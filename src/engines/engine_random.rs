//! Random-move baseline engine.
//!
//! Selects uniformly from legal moves and is primarily used for
//! diagnostics, harness testing, and low-strength gameplay.

use rand::prelude::IndexedRandom;

use crate::engines::engine_trait::{Engine, EngineOutput, GoParams};
use crate::game_state::draughts_types::Player;
use crate::game_state::game_state::Board;
use crate::move_generation::legal_move_generator::legal_moves;

pub struct RandomEngine;

impl RandomEngine {
    pub fn new() -> Self {
        RandomEngine
    }
}

impl Default for RandomEngine {
    fn default() -> Self {
        Self::new()
    }
}

impl Engine for RandomEngine {
    fn name(&self) -> &str {
        "Draughts Random"
    }

    fn author(&self) -> &str {
        "draughts_engine"
    }

    fn choose_move(
        &mut self,
        board: &Board,
        player: Player,
        params: &GoParams,
    ) -> Result<EngineOutput, String> {
        let candidates = legal_moves(board, player);

        let mut out = EngineOutput::default();
        out.info_lines.push(format!(
            "info string random_engine legal_moves {}",
            candidates.len()
        ));

        if let Some(depth) = params.depth {
            out.info_lines.push(format!(
                "info string random_engine requested_depth {} ignored",
                depth
            ));
        }

        if candidates.is_empty() {
            out.best_move = None;
            return Ok(out);
        }

        let mut rng = rand::rng();
        let picked = candidates
            .as_slice()
            .choose(&mut rng)
            .ok_or("failed to choose a random move")?;

        out.best_move = Some(picked.clone());
        Ok(out)
    }
}

#[cfg(test)]
mod tests {
    use super::*;
    use crate::move_generation::legal_move_checks::is_legal;

    #[test]
    fn picks_a_legal_move_from_the_opening() {
        let board = Board::new_game();
        let mut engine = RandomEngine::new();
        let out = engine
            .choose_move(&board, Player::White, &GoParams::default())
            .expect("random engine should not fail");
        let mv = out.best_move.expect("white should have a move");
        assert!(is_legal(&board, &mv, Player::White));
    }

    #[test]
    fn reports_none_when_the_side_cannot_move() {
        let board = Board::from_diagram(
            "\
            ........\n\
            ........\n\
            ........\n\
            ........\n\
            ........\n\
            ..b.....\n\
            .b......\n\
            w.......",
        )
        .expect("diagram should parse");

        let mut engine = RandomEngine::new();
        let out = engine
            .choose_move(&board, Player::White, &GoParams::default())
            .expect("random engine should not fail");
        assert!(out.best_move.is_none());
    }
}
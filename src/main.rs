use draughts_engine::cli::run_stdio_loop;

fn main() {
    if let Err(err) = run_stdio_loop() {
        eprintln!("io error: {err}");
        std::process::exit(1);
    }
}
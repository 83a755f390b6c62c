//! Scoring utilities for the draughts engine.
//!
//! Centralizes piece valuations and sentinel bounds. Positive scores favor
//! White, negative favor Black. The evaluation is material only: no
//! mobility, position, or tempo terms.

use crate::game_state::draughts_types::{Piece, PieceKind, Player, Square};
use crate::game_state::game_state::Board;

/// Numeric representation of an evaluation score.
pub type Score = i32;

/// Lower bound used to seed alpha and the maximizer's running best.
pub const MIN_SCORE: Score = Score::MIN;
/// Upper bound used to seed beta and the minimizer's running best.
pub const MAX_SCORE: Score = Score::MAX;

/// Material value of a single piece, unsigned. Kings are worth three men.
#[inline]
pub fn piece_value(piece: Piece) -> Score {
    match piece.kind {
        PieceKind::Man => 1,
        PieceKind::King => 3,
    }
}

/// Static material count over the whole board: +1 per White man, +3 per
/// White king, -1 per Black man, -3 per Black king.
pub fn material_score(board: &Board) -> Score {
    let mut score = 0;
    for square in Square::all_playable() {
        if let Some(piece) = board.piece_at(square) {
            match piece.player {
                Player::White => score += piece_value(piece),
                Player::Black => score -= piece_value(piece),
            }
        }
    }
    score
}
//! Full legal move generation.
//!
//! Sweeps every owned piece through the four diagonal directions, testing
//! the one-step and two-step candidates against the legality predicate,
//! then applies the mandatory-capture filter. The returned list is also the
//! sole mechanism for detecting multi-jump continuations and the
//! no-legal-move terminal state: callers inspect its contents, never a
//! separate code path.

use crate::game_state::draughts_rules::{man_advances, DIAGONAL_DIRECTIONS};
use crate::game_state::draughts_types::{Move, PieceKind, Player, Square};
use crate::game_state::game_state::Board;
use crate::move_generation::legal_move_checks::{is_legal, owned_by};

/// Enumerate the legal moves for `player`.
///
/// If any capture exists, only captures are returned: a capture must be
/// taken when available. An empty result means `player` has no legal move.
pub fn legal_moves(board: &Board, player: Player) -> Vec<Move> {
    let mut quiet_moves = Vec::new();
    let mut capture_moves = Vec::new();

    for from in Square::all_playable() {
        let Some(piece) = board.piece_at(from) else {
            continue;
        };
        if !owned_by(piece, player) {
            continue;
        }

        for (d_row, d_col) in DIAGONAL_DIRECTIONS {
            let step = Move::step(from, from.offset(d_row, d_col));
            if is_legal(board, &step, player) {
                // Kings step in any direction; men only toward the
                // opponent's home row, via the same predicate the legality
                // check uses.
                if piece.kind == PieceKind::King || man_advances(player, d_row) {
                    quiet_moves.push(step);
                }
            }

            let jumped = from.offset(d_row, d_col);
            let jump = Move::jump(from, from.offset(2 * d_row, 2 * d_col), jumped);
            if is_legal(board, &jump, player) {
                capture_moves.push(jump);
            }
        }
    }

    if !capture_moves.is_empty() {
        return capture_moves;
    }
    quiet_moves
}

/// Whether any capture move for `player` starts at `from`. This is the
/// multi-jump continuation probe used by the session layer.
pub fn has_capture_from(board: &Board, player: Player, from: Square) -> bool {
    legal_moves(board, player)
        .iter()
        .any(|mv| mv.is_capture && mv.from == from)
}

#[cfg(test)]
mod tests {
    use super::*;

    #[test]
    fn opening_position_has_seven_moves_per_side() {
        let board = Board::new_game();

        let white = legal_moves(&board, Player::White);
        assert_eq!(white.len(), 7);
        assert!(white.iter().all(|mv| !mv.is_capture));

        let black = legal_moves(&board, Player::Black);
        assert_eq!(black.len(), 7);
        assert!(black.iter().all(|mv| !mv.is_capture));
    }

    #[test]
    fn captures_suppress_quiet_moves() {
        let board = Board::from_diagram(
            "\
            ........\n\
            ........\n\
            ........\n\
            ..b.....\n\
            ...w....\n\
            ........\n\
            .....w..\n\
            ........",
        )
        .expect("diagram should parse");

        let moves = legal_moves(&board, Player::White);
        assert!(!moves.is_empty());
        assert!(
            moves.iter().all(|mv| mv.is_capture),
            "quiet moves must be discarded when a capture exists: {moves:?}"
        );
        assert!(moves
            .iter()
            .any(|mv| mv.from == Square::new(4, 3) && mv.captured == vec![Square::new(3, 2)]));
    }

    #[test]
    fn generated_captures_carry_the_jumped_square() {
        let board = Board::from_diagram(
            "\
            ........\n\
            ........\n\
            ........\n\
            ....b...\n\
            ...w....\n\
            ........\n\
            ........\n\
            ........",
        )
        .expect("diagram should parse");

        let moves = legal_moves(&board, Player::White);
        assert_eq!(moves.len(), 1);
        let jump = &moves[0];
        assert!(jump.is_capture);
        assert_eq!(jump.from, Square::new(4, 3));
        assert_eq!(jump.to, Square::new(2, 5));
        assert_eq!(jump.captured, vec![Square::new(3, 4)]);
    }

    #[test]
    fn side_with_no_pieces_has_no_moves() {
        let board = Board::from_diagram(
            "\
            ........\n\
            ........\n\
            ........\n\
            ........\n\
            ........\n\
            ..w...w.\n\
            ........\n\
            ........",
        )
        .expect("diagram should parse");

        assert!(legal_moves(&board, Player::Black).is_empty());
        assert!(!legal_moves(&board, Player::White).is_empty());
    }

    #[test]
    fn blocked_side_has_no_moves() {
        // The White man in the corner is boxed in: its only step square is
        // occupied and the jump landing square is occupied too.
        let board = Board::from_diagram(
            "\
            ........\n\
            ........\n\
            ........\n\
            ........\n\
            ........\n\
            ..b.....\n\
            .b......\n\
            w.......",
        )
        .expect("diagram should parse");

        assert!(legal_moves(&board, Player::White).is_empty());
    }

    #[test]
    fn continuation_probe_finds_captures_from_a_square() {
        let board = Board::from_diagram(
            "\
            ........\n\
            ........\n\
            ........\n\
            ..b.....\n\
            ...w....\n\
            ........\n\
            ........\n\
            ........",
        )
        .expect("diagram should parse");

        assert!(has_capture_from(&board, Player::White, Square::new(4, 3)));
        assert!(!has_capture_from(&board, Player::White, Square::new(2, 1)));
    }

    #[test]
    fn generation_is_deterministic() {
        let board = Board::new_game();
        assert_eq!(
            legal_moves(&board, Player::White),
            legal_moves(&board, Player::White)
        );
    }
}
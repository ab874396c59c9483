//! Error types.
//!
//! Domain errors (`ContactError`) are kept separate from storage errors
//! (`StoreError`) so callers can tell "your data was wrong" from "the file
//! was wrong".

use std::fmt;

use thiserror::Error;

/// A single field-level validation failure.
#[derive(Error, Debug, Clone, PartialEq, Eq)]
pub enum FieldError {
    #[error("{0} must not be empty")]
    Empty(&'static str),
    #[error("email '{0}' is not a valid address")]
    InvalidEmail(String),
    #[error("phone '{0}' is not a valid number")]
    InvalidPhone(String),
    #[error("'{0}' is not a contact field")]
    UnknownField(String),
    /// The serialized record did not match the contact shape
    /// (missing or unknown keys, wrong value types).
    #[error("{0}")]
    Malformed(String),
}

/// Contact validation failure, listing every offending field.
#[derive(Error, Debug, Clone, PartialEq, Eq)]
#[error("invalid contact data: {}", format_field_errors(.errors))]
pub struct InvalidContactData {
    pub errors: Vec<FieldError>,
}

impl InvalidContactData {
    pub(crate) fn single(error: FieldError) -> Self {
        InvalidContactData {
            errors: vec![error],
        }
    }
}

fn format_field_errors(errors: &[FieldError]) -> String {
    errors
        .iter()
        .map(ToString::to_string)
        .collect::<Vec<_>>()
        .join("; ")
}

/// Which uniqueness constraint a duplicate violated.
#[derive(Debug, Clone, Copy, PartialEq, Eq)]
pub enum UniqueField {
    Email,
    Phone,
}

impl fmt::Display for UniqueField {
    fn fmt(&self, f: &mut fmt::Formatter<'_>) -> fmt::Result {
        match self {
            UniqueField::Email => write!(f, "email"),
            UniqueField::Phone => write!(f, "phone"),
        }
    }
}

/// Domain errors for contact operations.
#[derive(Error, Debug)]
pub enum ContactError {
    /// Add or edit would leave two contacts sharing an email or phone.
    #[error("a contact with {field} '{value}' already exists")]
    Duplicate { field: UniqueField, value: String },

    /// No contact matched the given identifier.
    #[error("no contact matches '{0}'")]
    NotFound(String),

    /// Field validation failed, or an unknown field name was patched.
    #[error(transparent)]
    InvalidData(#[from] InvalidContactData),
}

/// Storage errors for the flat-file store.
///
/// A missing file on load is not an error (first-run case); it is reported
/// as an empty collection instead.
#[derive(Error, Debug)]
pub enum StoreError {
    #[error("I/O error: {0}")]
    Io(#[from] std::io::Error),

    /// The file exists but is not a valid JSON array of records.
    /// Recoverable: the caller may start fresh or abort.
    #[error("malformed contact file: {0}")]
    Parse(#[from] serde_json::Error),

    /// A record in the file failed validation or duplicates an earlier one.
    #[error("record {index} in contact file: {source}")]
    InvalidRecord { index: usize, source: ContactError },
}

# # #

*Required work*. Copy the lines from the start of the data verbatim, stopping after the line containing "to choose a".

*Solution to this task*.
filename src/engines/engine_random.rs
//! Random-move baseline engine.
//!
//! Selects uniformly from legal moves and is primarily used for
//! diagnostics, harness testing, and low-strength gameplay.

use rand::prelude::IndexedRandom;

use crate::engines::engine_trait::{Engine, EngineOutput, GoParams};
use crate::game_state::draughts_types::Player;
use crate::game_state::game_state::Board;
use crate::move_generation::legal_move_generator::legal_moves;

pub struct RandomEngine;

impl RandomEngine {
    pub fn new() -> Self {
        RandomEngine
    }
}

impl Default for RandomEngine {
    fn default() -> Self {
        Self::new()
    }
}

impl Engine for RandomEngine {
    fn name(&self) -> &str {
        "Draughts Random"
    }

    fn author(&self) -> &str {
        "draughts_engine"
    }

    fn choose_move(
        &mut self,
        board: &Board,
        player: Player,
        params: &GoParams,
    ) -> Result<EngineOutput, String> {
        let candidates = legal_moves(board, player);

        let mut out = EngineOutput::default();
        out.info_lines.push(format!(
            "info string random_engine legal_moves {}",
            candidates.len()
        ));

        if let Some(depth) = params.depth {
            out.info_lines.push(format!(
                "info string random_engine requested_depth {} ignored",
                depth
            ));
        }

        if candidates.is_empty() {
            out.best_move = None;
            return Ok(out);
        }

        let mut rng = rand::rng();
        let picked = candidates
            .as_slice()
            .choose(&mut rng)
            .ok_or("failed to choose a random move")?;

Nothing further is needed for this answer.